• _Your goal_
Reproduce all of the data, making sure that no line differs from the original.

• _Task inputs_
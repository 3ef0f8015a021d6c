use ast::{DataFamily, Ident, Lit, PackageName, TypeRef};
use miette::Diagnostic;
use num_bigint::BigInt;
use thiserror::Error;

use crate::exp::*;
use crate::pattern::{ListPart, Pattern, StrPart};
use crate::result::InvalidPattern;

// Repr
//
//

/// A deterministic textual encoding of IR terms and patterns.
///
/// The encoding is used as a stable cache key: structurally equal terms
/// produce byte-identical output, and [`parse_exp`]/[`parse_pattern`] invert
/// it exactly. It is not meant to be read by people; see the `Print`
/// instances for that.
///
/// Strings are single-quote delimited with `'` and `\` backslash-escaped.
/// The advisory data family is not part of the encoding, matching its
/// exclusion from equality.
pub trait Repr {
    fn repr_into(&self, out: &mut String);

    fn repr(&self) -> String {
        let mut out = String::new();
        self.repr_into(&mut out);
        out
    }
}

fn quote_into(s: &str, out: &mut String) {
    out.push('\'');
    for c in s.chars() {
        if c == '\'' || c == '\\' {
            out.push('\\');
        }
        out.push(c);
    }
    out.push('\'');
}

fn opt_into(opt: &Option<usize>, out: &mut String) {
    match opt {
        Some(n) => {
            out.push_str("Some(");
            out.push_str(&n.to_string());
            out.push(')');
        }
        None => out.push_str("None"),
    }
}

impl Repr for Lit {
    fn repr_into(&self, out: &mut String) {
        match self {
            Lit::Int(i) => out.push_str(&i.to_string()),
            Lit::Str(s) => quote_into(s, out),
        }
    }
}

• _Exercise answer_
repository 3ef0f8015a021d6c
use ast::{DataFamily, Ident, Lit, PackageName, TypeRef};
use miette::Diagnostic;
use num_bigint::BigInt;
use thiserror::Error;

use crate::exp::*;
use crate::pattern::{ListPart, Pattern, StrPart};
use crate::result::InvalidPattern;

// Repr
//
//

/// A deterministic textual encoding of IR terms and patterns.
///
/// The encoding is used as a stable cache key: structurally equal terms
/// produce byte-identical output, and [`parse_exp`]/[`parse_pattern`] invert
/// it exactly. It is not meant to be read by people; see the `Print`
/// instances for that.
///
/// Strings are single-quote delimited with `'` and `\` backslash-escaped.
/// The advisory data family is not part of the encoding, matching its
/// exclusion from equality.
pub trait Repr {
    fn repr_into(&self, out: &mut String);

    fn repr(&self) -> String {
        let mut out = String::new();
        self.repr_into(&mut out);
        out
    }
}

fn quote_into(s: &str, out: &mut String) {
    out.push('\'');
    for c in s.chars() {
        if c == '\'' || c == '\\' {
            out.push('\\');
        }
        out.push(c);
    }
    out.push('\'');
}

fn opt_into(opt: &Option<usize>, out: &mut String) {
    match opt {
        Some(n) => {
            out.push_str("Some(");
            out.push_str(&n.to_string());
            out.push(')');
        }
        None => out.push_str("None"),
    }
}

impl Repr for Lit {
    fn repr_into(&self, out: &mut String) {
        match self {
            Lit::Int(i) => out.push_str(&i.to_string()),
            Lit::Str(s) => quote_into(s, out),
        }
    }
}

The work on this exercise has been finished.